Originally Posted by G3TXQ
I have been licensed since 1997, not very long I agree, but I don't think I have ever heard anyone truly recommend coax all the way. I have only been a General for a little over a year now, and still trying to just make more since of some things, but coax cable I think takes the cake for things not to do!
Originally Posted by N0AZZ
It will work as you have discovered, but not well, and probably not to good on the radio you use!
I did a lot of reading and experimenting before I got to this point. I was asked earlier as well as to why only a 2 inch spacing on home brewed ladder-line, so I checked further into the question, and found that 600 ohm was likely to be even more efficient then the 450 ladder-line, but none the less works much better then 50ohm Coax cable every-time.
What do you know, this kid can still learn something new! Thanks guys, I do have have a future.
That's a better option that transitioning directly from ladderline to coax; even a short run of coax can have significant losses at the high SWRs involved when you use the dipole as a multiband antenna. You would still need a balun between the ladderline and the tuner if the tuner is unbalanced.
Originally Posted by KF6NFW
Worst case - probably when using the 40m dipole on 20m - the SWR on the coax at the feedpoint is around 110:1 whereas with the ladderline it is 15:1; that's why the losses in the coax are so much higher.
Originally Posted by KF6NFW
I have some 1:1 designs on my web site:
Originally Posted by KF6NFW
The 11th entry in the chart - 11 turns on two stacked FT240-52 cores looks a good choice for 40m thru 10m. In this application you are not interested in preserving impedance through the choke so you can wind it with a bifilar pair rather than RG58.
Thnk you again, I think your site may have been where I saw a good design, other then I saw you used two when others used 1 Torrid, but otherwise was same turn count though others looked as if they were using 2213.
I will likely just move whole station to the otherside of the room then in Garage, and install air conditioner there then, and operate in comfort without crowding family. it is in Garage now, and was great all through winter, I just turned on a little foot heater to keep me from freezeing, but otherwise, I found that all of my toys like it around 25-35 degrees F. I had a major scare this last week, and has caused us to reconsider where I put things for use, as I may not always be in best environment for health. anyways, I carpeted the garage and did all sorts of cleaning up and making it functional there, but has a huge window that has always been a security concern as why is there a large slider window in my garage, facing the street.
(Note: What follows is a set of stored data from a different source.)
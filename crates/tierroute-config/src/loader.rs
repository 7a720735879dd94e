// SPDX-FileCopyrightText: 2026 TierRoute Contributors
// SPDX-License-Identifier: MIT OR Apache-2.0

//! Configuration loader using Figment for layered config merging.
//!
//! Supports XDG hierarchy: `./tierroute.toml` > `~/.config/tierroute/tierroute.toml`
//! > `/etc/tierroute/tierroute.toml` with environment variable overrides via
//! the `TIERROUTE_` prefix.

#![allow(clippy::result_large_err)] // figment::Error is external and cannot be boxed without wrapper

use std::path::{Path, PathBuf};

use figment::{
    Figment,
    providers::{Env, Format, Serialized, Toml},
};

use crate::model::TierRouteConfig;

/// System-wide configuration file.
pub const SYSTEM_CONFIG_PATH: &str = "/etc/tierroute/tierroute.toml";

/// Configuration file looked up in the working directory.
pub const LOCAL_CONFIG_FILE: &str = "tierroute.toml";

/// The per-user configuration file, if a config directory exists.
pub fn user_config_path() -> Option<PathBuf> {
    dirs::config_dir().map(|d| d.join("tierroute").join(LOCAL_CONFIG_FILE))
}

/// Load configuration from the standard XDG hierarchy with env var overrides.
///
/// Merge order (later overrides earlier):
/// 1. Compiled defaults
/// 2. `/etc/tierroute/tierroute.toml` (system-wide)
/// 3. `~/.config/tierroute/tierroute.toml` (user XDG config)
/// 4. `./tierroute.toml` (local directory)
/// 5. `TIERROUTE_*` environment variables
pub fn load_config() -> Result<TierRouteConfig, figment::Error> {
    build_figment().extract()
}

/// Load configuration from a TOML string only (no XDG lookup, no env).
///
/// Used for testing and explicit configuration.
pub fn load_config_from_str(toml_content: &str) -> Result<TierRouteConfig, figment::Error> {
    Figment::new()
        .merge(Serialized::defaults(TierRouteConfig::default()))
        .merge(Toml::string(toml_content))
        .extract()
}

/// Load configuration from a specific file path with env var overrides.
pub fn load_config_from_path(path: &Path) -> Result<TierRouteConfig, figment::Error> {
    Figment::new()
        .merge(Serialized::defaults(TierRouteConfig::default()))
        .merge(Toml::file(path))
        .merge(env_provider())
        .extract()
}

/// Build the Figment used for hierarchy loading (exposed for diagnostic use).
pub fn build_figment() -> Figment {
    Figment::new()
        .merge(Serialized::defaults(TierRouteConfig::default()))
        .merge(Toml::file(SYSTEM_CONFIG_PATH))
        .merge(Toml::file(user_config_path().unwrap_or_default()))
        .merge(Toml::file(LOCAL_CONFIG_FILE))
        .merge(env_provider())
}

/// Environment provider mapping `TIERROUTE_<SECTION>_<KEY>` to `section.key`.
///
/// Uses `Env::map()` rather than `Env::split("_")` because key names contain
/// underscores: `TIERROUTE_ROUTER_DEFAULT_TIER` must become
/// `router.default_tier`, not `router.default.tier`. Keys reach the closure
/// upper-cased, so they are lowered before mapping.
fn env_provider() -> Env {
    Env::prefixed("TIERROUTE_").map(|key| {
        let mapped = key
            .as_str()
            .to_ascii_lowercase()
            .replacen("log_", "log.", 1)
            .replacen("router_", "router.", 1)
            .replacen("router.thresholds_", "router.thresholds.", 1)
            .replacen("router.keywords_", "router.keywords.", 1)
            .replacen("embedding_", "embedding.", 1)
            .replacen("history_", "history.", 1);
        mapped.into()
    })
}

#[cfg(test)]
mod tests {
    use figment::Jail;
    use tierroute_core::{OperatingMode, Tier};

    use super::*;

    #[test]
    fn env_overrides_nested_keys() {
        Jail::expect_with(|jail| {
            jail.create_file("tierroute.toml", "[router]\nmode = \"keyword\"\n")?;
            jail.set_env("TIERROUTE_ROUTER_DEFAULT_TIER", "production");
            jail.set_env("TIERROUTE_ROUTER_THRESHOLDS_LOCAL", "0.9");
            jail.set_env("TIERROUTE_HISTORY_CAPACITY", "50");

            let config = load_config_from_path(Path::new("tierroute.toml"))?;
            assert_eq!(config.router.mode, OperatingMode::Keyword);
            assert_eq!(config.router.default_tier, Tier::Production);
            assert!((config.router.thresholds.local - 0.9).abs() < f64::EPSILON);
            assert_eq!(config.history.capacity, 50);
            Ok(())
        });
    }

    #[test]
    fn env_overrides_log_level_and_keywords() {
        Jail::expect_with(|jail| {
            jail.set_env("TIERROUTE_LOG_LEVEL", "debug");
            jail.set_env("TIERROUTE_ROUTER_KEYWORDS_LOCAL", "[\"regex\", \"lint\"]");
            jail.set_env("TIERROUTE_EMBEDDING_DIMENSIONS", "128");

            let config = load_config_from_path(Path::new("absent.toml"))?;
            assert_eq!(config.log.level, "debug");
            assert_eq!(
                config.router.keywords.local,
                Some(vec!["regex".to_string(), "lint".to_string()])
            );
            assert_eq!(config.router.keywords.production, None);
            assert_eq!(config.embedding.dimensions, 128);
            Ok(())
        });
    }

    #[test]
    fn missing_file_yields_defaults() {
        Jail::expect_with(|_jail| {
            let config = load_config_from_path(Path::new("does-not-exist.toml"))?;
            assert_eq!(config.router.mode, OperatingMode::Semantic);
            assert_eq!(config.history.capacity, 1000);
            Ok(())
        });
    }
}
True to get to the window you have to get in yard but a 4 foot fence wont stop anyone, so I have installed cameras on that side of life, and also a couple other nice things to scare the crap out of some dumb ass thinking they will be successful. Lasers and noise are good for scaring people!
So looks like I will flip the shack over, and do that then, as this was my original desire, but never had the ability to get stuff moved to do it, now that I am more and more disabled each day( Cardiomyapathy, and possible MS on top). ok, time to clean the shack again, and turn it around, i guess i will just cover and close that window, and then use the open part to feed cables in.
The math behind it helps alot, and so does the walking through a couple things guys, good job and thanks.